= Exercise description =
Where a line below has the string "collectors" in it, include it in the count, and give that count alone.

[Items from a data source]
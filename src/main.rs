use anyhow::{Context, Result};
use clap::Parser;

use link_check::cli::Cli;
use link_check::collectors::NetworkLinkProbe;
use link_check::collectors::device::SshDeviceSession;
use link_check::config::load_settings;
use link_check::formatting::{format_bitrate, format_bytes};
use link_check::models::bits_per_second;
use link_check::storage::CsvReport;
use link_check::{LinkCheck, RunSummary};

#[tokio::main(flavor = "current_thread")]
async fn main() {
    let cli = Cli::parse();
    init_logging(cli.verbose);

    if let Err(e) = run(cli).await {
        eprintln!("Error: {:#}", e);
        std::process::exit(1);
    }
}

fn init_logging(verbose: bool) {
    let default_filter = if verbose { "debug" } else { "info" };
    env_logger::Builder::from_env(env_logger::Env::default().default_filter_or(default_filter))
        .init();
}

async fn run(cli: Cli) -> Result<()> {
    let mut settings = load_settings(cli.config.as_deref()).context("loading settings")?;
    cli.apply_overrides(&mut settings);
    let target = cli
        .device_target(&settings)
        .context("checking device arguments")?;

    let probe = NetworkLinkProbe::new(
        cli.ftp_endpoint(&settings),
        &settings.test_file,
        settings.ping_count,
    );
    let session = SshDeviceSession::new(settings.device.timeout_for(cli.family));
    let report = CsvReport::new(&settings.report_path);

    let mut check = LinkCheck::new(&probe, &session, &report);
    let summary = check.run(cli.family, target.as_ref()).await?;

    print_summary(&summary, &settings.report_path);
    Ok(())
}

fn print_summary(summary: &RunSummary, report_path: &str) {
    println!("Link Check {}", summary.started.format("%Y-%m-%d %H:%M:%S"));
    println!("====================");
    println!(
        "  Ping (ms): min {} / avg {} / max {} / dev {}",
        summary.ping.min, summary.ping.avg, summary.ping.max, summary.ping.jitter
    );

    for (label, transfer) in [("Upload", summary.upload), ("Download", summary.download)] {
        // Already validated when the report row was built.
        let rate = bits_per_second(transfer.bytes, transfer.elapsed_secs).unwrap_or_default();
        println!(
            "  {}: {} ({} in {:.3}s)",
            label,
            format_bitrate(rate),
            format_bytes(transfer.bytes),
            transfer.elapsed_secs
        );
    }

    if let Some(stats) = &summary.stats {
        println!("  Device: {}", stats.hostname());
    }
    println!("\nAppended to {}", report_path);
}
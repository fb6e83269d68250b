//! Remote shell sessions to network devices
//!
//! A session authenticates with a password, runs exactly one status command
//! and returns whatever the device printed. The blocking SSH client runs on
//! tokio's blocking pool and the whole exchange is bounded by a timeout.

use async_trait::async_trait;
use log::{debug, error, info};
use ssh2::Session;
use std::fmt;
use std::io::Read;
use std::net::{TcpStream, ToSocketAddrs};
use std::time::{Duration, Instant};

use crate::errors::DeviceError;

/// Bytes printed by the device in response to one command
#[derive(Debug, Clone, PartialEq, Eq, Default)]
pub struct RawDeviceOutput {
    bytes: Vec<u8>,
}

impl RawDeviceOutput {
    pub fn as_bytes(&self) -> &[u8] {
        &self.bytes
    }

    /// Output as text, or `None` when it is not valid UTF-8
    pub fn as_text(&self) -> Option<&str> {
        std::str::from_utf8(&self.bytes).ok()
    }

    pub fn len(&self) -> usize {
        self.bytes.len()
    }

    pub fn is_empty(&self) -> bool {
        self.bytes.is_empty()
    }
}

impl From<Vec<u8>> for RawDeviceOutput {
    fn from(bytes: Vec<u8>) -> Self {
        Self { bytes }
    }
}

impl From<&str> for RawDeviceOutput {
    fn from(text: &str) -> Self {
        Self {
            bytes: text.as_bytes().to_vec(),
        }
    }
}

/// Address and credentials of the device to query
#[derive(Clone, PartialEq, Eq)]
pub struct DeviceTarget {
    pub host: String,
    pub port: u16,
    pub username: String,
    pub password: String,
}

impl fmt::Debug for DeviceTarget {
    fn fmt(&self, f: &mut fmt::Formatter<'_>) -> fmt::Result {
        f.debug_struct("DeviceTarget")
            .field("host", &self.host)
            .field("port", &self.port)
            .field("username", &self.username)
            .field("password", &"<redacted>")
            .finish()
    }
}

/// Capability to run one command on a device and collect its output
#[async_trait]
pub trait DeviceSession: Send + Sync {
    async fn run_command(
        &self,
        target: &DeviceTarget,
        command: &str,
    ) -> Result<RawDeviceOutput, DeviceError>;
}

/// Password-authenticated SSH session backed by libssh2
#[derive(Debug, Clone)]
pub struct SshDeviceSession {
    timeout: Duration,
}

impl SshDeviceSession {
    pub fn new(timeout: Duration) -> Self {
        Self { timeout }
    }

    pub fn timeout(&self) -> Duration {
        self.timeout
    }
}

#[async_trait]
impl DeviceSession for SshDeviceSession {
    async fn run_command(
        &self,
        target: &DeviceTarget,
        command: &str,
    ) -> Result<RawDeviceOutput, DeviceError> {
        info!(
            "Opening SSH session to {}@{}:{} (timeout={}s)",
            target.username,
            target.host,
            target.port,
            self.timeout.as_secs()
        );

        let owned_target = target.clone();
        let owned_command = command.to_string();
        let timeout = self.timeout;
        let task = tokio::task::spawn_blocking(move || {
            exec_blocking(&owned_target, &owned_command, timeout)
        });

        match tokio::time::timeout(timeout, task).await {
            Ok(Ok(result)) => result,
            Ok(Err(join_error)) => Err(DeviceError::Task(join_error.to_string())),
            Err(_) => {
                error!(
                    "Device session with {} exceeded {}s",
                    target.host,
                    timeout.as_secs()
                );
                Err(DeviceError::Timeout {
                    host: target.host.clone(),
                    timeout_secs: timeout.as_secs(),
                })
            }
        }
    }
}

fn exec_blocking(
    target: &DeviceTarget,
    command: &str,
    timeout: Duration,
) -> Result<RawDeviceOutput, DeviceError> {
    let started = Instant::now();
    let unreachable = |source: std::io::Error| DeviceError::Unreachable {
        host: target.host.clone(),
        port: target.port,
        source,
    };

    let addr = (target.host.as_str(), target.port)
        .to_socket_addrs()
        .map_err(unreachable)?
        .next()
        .ok_or_else(|| {
            unreachable(std::io::Error::new(
                std::io::ErrorKind::NotFound,
                "host name resolved to no addresses",
            ))
        })?;
    let tcp = TcpStream::connect_timeout(&addr, timeout).map_err(unreachable)?;

    let handshake_error = |e: ssh2::Error| DeviceError::Handshake {
        host: target.host.clone(),
        message: e.to_string(),
    };
    let mut session = Session::new().map_err(handshake_error)?;
    session.set_tcp_stream(tcp);
    session.set_timeout(u32::try_from(timeout.as_millis()).unwrap_or(u32::MAX));
    session.handshake().map_err(handshake_error)?;

    if let Err(e) = session.userauth_password(&target.username, &target.password) {
        debug!("Password authentication to {} failed: {}", target.host, e);
    }
    if !session.authenticated() {
        return Err(DeviceError::AuthRejected {
            host: target.host.clone(),
            user: target.username.clone(),
        });
    }

    let exec_error = |message: String| DeviceError::Exec {
        host: target.host.clone(),
        command: command.to_string(),
        message,
    };
    let mut channel = session
        .channel_session()
        .map_err(|e| exec_error(e.to_string()))?;
    channel.exec(command).map_err(|e| exec_error(e.to_string()))?;

    let mut output = Vec::new();
    channel
        .read_to_end(&mut output)
        .map_err(|e| exec_error(e.to_string()))?;
    // The device may drop the connection right after printing; output is already complete.
    if let Err(e) = channel.wait_close() {
        debug!("Channel close on {} reported: {}", target.host, e);
    }

    debug!(
        "Command '{}' on {} returned {} bytes in {:.3}s",
        command,
        target.host,
        output.len(),
        started.elapsed().as_secs_f64()
    );

    Ok(RawDeviceOutput::from(output))
}
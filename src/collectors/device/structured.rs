//! Structured status-tree extraction for Cradlepoint 750 firmware
//!
//! The router answers `get status/wan/devices` with a JSON object keyed by WAN
//! device id. Each entry carries `status`, `diagnostics` and `config`
//! sections. Exactly one entry is expected to be the active uplink.
//!
//! Unlike free-text extraction this strategy assumes a complete,
//! schema-conformant document: a malformed document, no connected interface
//! or any missing diagnostic field is a fatal error for the run.

use log::{debug, info, warn};
use serde_json::{Map, Value};

use crate::collectors::device::session::RawDeviceOutput;
use crate::errors::ExtractError;
use crate::models::metrics::{CradlepointMetric, MetricKey, MetricValues};

const CONNECTED: &str = "connected";

/// Active WAN interface chosen from the status tree
#[derive(Debug, Clone, PartialEq, Eq)]
pub struct ConnectedWan {
    pub device_id: String,
    pub hostname: String,
    pub values: MetricValues<CradlepointMetric>,
}

/// Parses the raw command output and reads the connected interface's metrics
pub fn extract_connected_wan(raw: &RawDeviceOutput) -> Result<ConnectedWan, ExtractError> {
    let document: Value = serde_json::from_slice(raw.as_bytes())
        .map_err(|e| ExtractError::MalformedDocument(e.to_string()))?;
    extract_from_document(&document)
}

/// Reads the connected interface's metrics from an already parsed document
pub fn extract_from_document(document: &Value) -> Result<ConnectedWan, ExtractError> {
    let devices = device_table(document)?;
    let (device_id, entry) = select_connected(devices)?;

    let diagnostics = entry
        .get("diagnostics")
        .and_then(Value::as_object)
        .ok_or_else(|| missing(device_id, "diagnostics"))?;

    let mut values = MetricValues::empty();
    for key in CradlepointMetric::ALL {
        let field = key.diagnostic_field();
        let value = diagnostics
            .get(field)
            .and_then(scalar_to_string)
            .ok_or_else(|| missing(device_id, &format!("diagnostics.{}", field)))?;
        values.set(*key, value);
    }

    let hostname = entry
        .get("config")
        .and_then(|config| config.get("hostname"))
        .and_then(scalar_to_string)
        .ok_or_else(|| missing(device_id, "config.hostname"))?;

    debug!(
        "Read {} diagnostics from WAN device '{}' ({})",
        CradlepointMetric::ALL.len(),
        device_id,
        hostname
    );

    Ok(ConnectedWan {
        device_id: device_id.to_string(),
        hostname,
        values,
    })
}

fn device_table(document: &Value) -> Result<&Map<String, Value>, ExtractError> {
    let root = document.as_object().ok_or_else(|| {
        ExtractError::MalformedDocument("expected an object keyed by WAN device id".to_string())
    })?;

    // Some firmware wraps the tree in a `{"success": true, "data": {...}}` envelope.
    match root.get("data") {
        Some(Value::Object(inner)) => Ok(inner),
        _ => Ok(root),
    }
}

/// Picks the first entry, in document order, whose connection state is "connected"
fn select_connected(
    devices: &Map<String, Value>,
) -> Result<(&str, &Map<String, Value>), ExtractError> {
    let mut connected = devices.iter().filter_map(|(id, entry)| {
        let entry = entry.as_object()?;
        let state = entry
            .get("status")
            .and_then(|status| status.get("connection_state"))
            .and_then(Value::as_str)?;
        (state == CONNECTED).then_some((id.as_str(), entry))
    });

    let Some(selected) = connected.next() else {
        return Err(ExtractError::NoConnectedWan {
            candidates: devices.len(),
        });
    };

    let others: Vec<&str> = connected.map(|(id, _)| id).collect();
    if others.is_empty() {
        info!("Active WAN interface: {}", selected.0);
    } else {
        warn!(
            "Several WAN interfaces report connected, using '{}' and ignoring {:?}",
            selected.0, others
        );
    }

    Ok(selected)
}

fn scalar_to_string(value: &Value) -> Option<String> {
    match value {
        Value::String(s) => Some(s.clone()),
        Value::Number(n) => Some(n.to_string()),
        Value::Bool(b) => Some(b.to_string()),
        Value::Null | Value::Array(_) | Value::Object(_) => None,
    }
}

fn missing(device: &str, field: &str) -> ExtractError {
    ExtractError::MissingField {
        device: device.to_string(),
        field: field.to_string(),
    }
}
//! Timed FTP transfers of the test file
//!
//! Each direction opens its own passive-mode session, logs in, moves the file
//! in binary mode and quits. Only the transfer itself is timed.

use log::{debug, info, warn};
use std::fs;
use std::io::Cursor;
use std::path::{Path, PathBuf};
use std::time::Instant;
use suppaftp::types::FileType;
use suppaftp::{FtpStream, Mode};

use crate::errors::ProbeError;
use crate::models::probe::TransferMeasurement;

/// FTP server address and credentials
#[derive(Clone)]
pub struct FtpEndpoint {
    pub host: String,
    pub port: u16,
    pub username: String,
    pub password: String,
    pub passive: bool,
}

impl std::fmt::Debug for FtpEndpoint {
    fn fmt(&self, f: &mut std::fmt::Formatter<'_>) -> std::fmt::Result {
        f.debug_struct("FtpEndpoint")
            .field("host", &self.host)
            .field("port", &self.port)
            .field("username", &self.username)
            .field("passive", &self.passive)
            .finish_non_exhaustive()
    }
}

/// Uploads and downloads one local test file
#[derive(Debug, Clone)]
pub struct FtpTransfer {
    endpoint: FtpEndpoint,
    test_file: PathBuf,
}

impl FtpTransfer {
    pub fn new(endpoint: FtpEndpoint, test_file: impl Into<PathBuf>) -> Self {
        Self {
            endpoint,
            test_file: test_file.into(),
        }
    }

    pub fn test_file(&self) -> &Path {
        &self.test_file
    }

    /// Stores the local test file on the server
    pub async fn upload(&self) -> Result<TransferMeasurement, ProbeError> {
        let this = self.clone();
        tokio::task::spawn_blocking(move || this.upload_blocking())
            .await
            .map_err(|e| ProbeError::Task(e.to_string()))?
    }

    /// Retrieves the test file from the server, overwriting the local copy
    pub async fn download(&self) -> Result<TransferMeasurement, ProbeError> {
        let this = self.clone();
        tokio::task::spawn_blocking(move || this.download_blocking())
            .await
            .map_err(|e| ProbeError::Task(e.to_string()))?
    }

    fn upload_blocking(&self) -> Result<TransferMeasurement, ProbeError> {
        info!("Uploading {} to {}", self.test_file.display(), self.endpoint.host);

        let contents = fs::read(&self.test_file).map_err(|source| ProbeError::TestFile {
            operation: "read",
            path: self.test_file.clone(),
            source,
        })?;
        let remote_name = self.remote_name()?;

        let mut session = self.open_session()?;
        let mut reader = Cursor::new(contents);
        let started = Instant::now();
        let stored = session
            .put_file(remote_name.as_str(), &mut reader)
            .map_err(|e| self.transfer_error("upload", &e))?;
        let elapsed_secs = started.elapsed().as_secs_f64();
        close_session(session);

        debug!("Stored {} bytes in {:.3}s", stored, elapsed_secs);
        Ok(TransferMeasurement {
            bytes: stored,
            elapsed_secs,
        })
    }

    fn download_blocking(&self) -> Result<TransferMeasurement, ProbeError> {
        info!(
            "Downloading {} from {}",
            self.test_file.display(),
            self.endpoint.host
        );

        let remote_name = self.remote_name()?;
        let mut session = self.open_session()?;
        let started = Instant::now();
        let buffer = session
            .retr_as_buffer(remote_name.as_str())
            .map_err(|e| self.transfer_error("download", &e))?;
        let elapsed_secs = started.elapsed().as_secs_f64();
        close_session(session);

        let contents = buffer.into_inner();
        fs::write(&self.test_file, &contents).map_err(|source| ProbeError::TestFile {
            operation: "write",
            path: self.test_file.clone(),
            source,
        })?;

        debug!("Retrieved {} bytes in {:.3}s", contents.len(), elapsed_secs);
        Ok(TransferMeasurement {
            bytes: contents.len() as u64,
            elapsed_secs,
        })
    }

    fn open_session(&self) -> Result<FtpStream, ProbeError> {
        let endpoint = &self.endpoint;
        let mut session = FtpStream::connect((endpoint.host.as_str(), endpoint.port)).map_err(
            |e| ProbeError::FtpConnect {
                host: endpoint.host.clone(),
                message: e.to_string(),
            },
        )?;

        session
            .login(endpoint.username.as_str(), endpoint.password.as_str())
            .map_err(|e| ProbeError::FtpLogin {
                host: endpoint.host.clone(),
                user: endpoint.username.clone(),
                message: e.to_string(),
            })?;

        if endpoint.passive {
            session.set_mode(Mode::Passive);
        } else {
            session.set_mode(Mode::Active);
        }
        session
            .transfer_type(FileType::Binary)
            .map_err(|e| ProbeError::FtpConnect {
                host: endpoint.host.clone(),
                message: format!("cannot switch to binary mode: {}", e),
            })?;

        debug!("FTP session with {} ready", endpoint.host);
        Ok(session)
    }

    /// Remote files live in the login directory under the local file name
    fn remote_name(&self) -> Result<String, ProbeError> {
        self.test_file
            .file_name()
            .map(|name| name.to_string_lossy().into_owned())
            .ok_or_else(|| ProbeError::TestFile {
                operation: "name",
                path: self.test_file.clone(),
                source: std::io::Error::new(
                    std::io::ErrorKind::InvalidInput,
                    "test file path has no file name",
                ),
            })
    }

    fn transfer_error(&self, operation: &'static str, error: &suppaftp::FtpError) -> ProbeError {
        ProbeError::FtpTransfer {
            operation,
            file: self.test_file.display().to_string(),
            message: error.to_string(),
        }
    }
}

fn close_session(mut session: FtpStream) {
    if let Err(e) = session.quit() {
        warn!("FTP QUIT failed after a completed transfer: {}", e);
    }
}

= Answer below =
4